THE AMERICAN MISSIONARY presents its greetings for the month of May. Six months of our fiscal year are now in the past. The half year which we anticipate includes the summer time, when many of the friends of the ignorant millions to whom we are sent, are absent from their churches. The months of May and June ought to swell the stream of love and service against the season when the demand will continue and income will be small.

We appealed last month for an increase of the contributions in church collections. We renew and emphasize that appeal, for these collections are the steady streams on which we rely to keep in motion the wheels of the large and ever enlarging work of the Association. We believe that the interest in this great work is on the increase. We rejoice that "the most prolific missionary field ever opened to any Christian people— right here at our doors," is gaining upon the interest and benevolence of the churches year by year. Never were the friends of the cause mote responsive; never was the work more hopeful. The work enlarges, and the people's faith enlarges. Their gifts to Christ for his poor were never freer.

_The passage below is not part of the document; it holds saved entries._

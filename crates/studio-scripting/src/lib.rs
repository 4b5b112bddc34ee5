//! Scripting host bridge for the studio application.
//!
//! This crate hosts externally supplied scripting runtimes (Lua, Python)
//! inside a long-lived multi-threaded host. It provides:
//!
//! - `binder`: runtime resolution of a foreign library's entry points into a
//!   typed table, all-or-nothing
//! - `deferred`: a single-consumer FIFO of deferred calls on a dedicated thread
//! - `detach`: bookkeeping for callback records removed from live scripts
//! - `script`: the `Script` record and the per-language `ScriptBackend` trait
//! - `lua` / `python`: the language backends (feature-gated)
//! - `subsystem`: the [`Scripting`] façade that owns all of the above
//!
//! # Usage
//!
//! ```ignore
//! use studio_scripting::{Scripting, ScriptingConfig};
//!
//! let mut scripting = Scripting::new(ScriptingConfig::default());
//! scripting.load()?;
//! if let Some(script) = scripting.create_script("/scripts/intro.lua") {
//!     scripting.emit(&script, "tick", "0.016");
//!     scripting.destroy_script(script);
//! }
//! scripting.unload();
//! ```

pub mod binder;
pub mod config;
pub mod deferred;
pub mod detach;
pub mod error;
#[cfg(feature = "lua")]
pub mod lua;
#[cfg(feature = "python")]
pub mod python;
pub mod script;
pub mod subsystem;

pub use config::{DeferredConfig, LuaConfig, PythonConfig, ScriptingConfig};
pub use deferred::{DeferredCall, DeferredQueue, DeferredSender};
pub use detach::{CallbackGuard, CallbackId, CallbackRecord, DetachedCallbacks};
pub use error::{BindError, Result, ScriptingError};
#[cfg(feature = "lua")]
pub use lua::LuaBackend;
#[cfg(feature = "python")]
pub use python::PythonBackend;
pub use script::{
    Script, ScriptBackend, ScriptId, ScriptLanguage, ScriptPath, ScriptState, SearchPathSet,
};
pub use subsystem::Scripting;

/// Name of the optional function a script may define to run once its
/// host surface has been injected.
pub const LOAD_HOOK: &str = "script_load";

/// Name of the optional function a script may define to run at unload.
pub const UNLOAD_HOOK: &str = "script_unload";

/// Name of the constant injected into every script holding its directory.
pub const SCRIPT_DIR_CONSTANT: &str = "__script_dir__";

/// Host log levels shared by every backend's logging surface.
pub mod log_level {
    pub const ERROR: i64 = 100;
    pub const WARNING: i64 = 200;
    pub const INFO: i64 = 300;
    pub const DEBUG: i64 = 400;
}

/// Forward one line of script output to the host log.
pub(crate) fn script_log(level: i64, script: &str, message: &str) {
    let message = message.trim_end_matches(['\r', '\n']);
    if message.is_empty() {
        return;
    }
    match level {
        l if l <= log_level::ERROR => tracing::error!(target: "script", script, "{message}"),
        l if l <= log_level::WARNING => tracing::warn!(target: "script", script, "{message}"),
        l if l <= log_level::INFO => tracing::info!(target: "script", script, "{message}"),
        _ => tracing::debug!(target: "script", script, "{message}"),
    }
}
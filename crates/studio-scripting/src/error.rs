//! Error types for studio-scripting

use std::path::PathBuf;
use thiserror::Error;

use crate::script::ScriptLanguage;

/// Result type alias using the library's Error type
pub type Result<T> = std::result::Result<T, ScriptingError>;

/// Failure to bind a runtime library's entry points.
#[derive(Error, Debug)]
pub enum BindError {
    /// The shared library could not be opened
    #[error("could not load library {path}: {source}")]
    LibraryOpen {
        path: PathBuf,
        #[source]
        source: libloading::Error,
    },

    /// A required entry point is missing from the library
    #[error("failed to import symbol {symbol} from {library}")]
    MissingSymbol { symbol: &'static str, library: String },
}

impl BindError {
    /// Name of the missing symbol, when that is the cause.
    pub fn missing_symbol(&self) -> Option<&'static str> {
        match self {
            Self::MissingSymbol { symbol, .. } => Some(symbol),
            Self::LibraryOpen { .. } => None,
        }
    }
}

/// Main error type for studio-scripting
#[derive(Error, Debug)]
pub enum ScriptingError {
    /// Runtime binding errors
    #[error("Bind error: {0}")]
    Bind(#[from] BindError),

    /// Deferred-call thread could not be started
    #[error("failed to spawn deferred call thread: {0}")]
    Thread(#[source] std::io::Error),

    /// Subsystem was already loaded
    #[error("scripting subsystem is already loaded")]
    AlreadyLoaded,

    /// Runtime bootstrap step failed
    #[error("{language} bootstrap failed: {reason}")]
    Bootstrap {
        language: ScriptLanguage,
        reason: String,
    },

    /// Configuration errors
    #[error("Config error: {0}")]
    Config(String),

    /// I/O errors
    #[error("I/O error: {0}")]
    Io(#[from] std::io::Error),
}

#[cfg(test)]
mod tests {
    use super::*;

    #[test]
    fn missing_symbol_names_the_symbol() {
        let err = BindError::MissingSymbol {
            symbol: "Py_InitializeEx",
            library: "libpython3.so".to_string(),
        };
        assert_eq!(err.missing_symbol(), Some("Py_InitializeEx"));
        assert_eq!(
            err.to_string(),
            "failed to import symbol Py_InitializeEx from libpython3.so"
        );
    }

    #[test]
    fn bind_error_converts_into_scripting_error() {
        let err: ScriptingError = BindError::MissingSymbol {
            symbol: "PyErr_Print",
            library: "stub".to_string(),
        }
        .into();
        assert!(matches!(err, ScriptingError::Bind(_)));
        assert!(err.to_string().contains("PyErr_Print"));
    }

    #[test]
    fn bootstrap_error_names_language_and_reason() {
        let err = ScriptingError::Bootstrap {
            language: ScriptLanguage::Python,
            reason: "interpreter did not initialize".to_string(),
        };
        assert_eq!(
            err.to_string(),
            "Python bootstrap failed: interpreter did not initialize"
        );
    }
}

We have been greatly favored with special gifts. Every one of them is needed. It is a blessed thing that one can plant his benevolences in some special institution or feature of work, and know that the influences are to follow on after the giver has gone to a higher world. But we do hope that the CHURCHES OF CHRIST, AS CHURCHES, will not fail to keep step with the providences of God in their church contributions.

It is also true that some fear that the day of LEGACIES is to come to an end. Indeed, there are those who take a solemn comfort in bewailing and fearing that everything is to come to an end. They mix a pound of forebodings with an ounce of faith. If, for some unseen reasons in the movements of life and death, legacies do not appear with the regularity of insurance tables, they think the day of legacies is dead. Nevertheless legacies will continue as long as Christians pass from earth to heaven. There will always be faithful souls who will remember Christ and his cause in their wills. There will always be those who may not be able to divide their estates and to dispose of portions of them while they live, who will yet provide that they may see their works following them, when they shall look down from a world redeemed, to a world for whose redemption Christ lived and died. There will always be legacies, and the American Missionary Association, so long as it follows in the steps of Christ in such mission as it has, will not be forgotten. The legacies will come, because they ought to come. The people of God will remember this work in their wills because they ought to do this, and God will take care that what Christian stewards ought to do, shall be done.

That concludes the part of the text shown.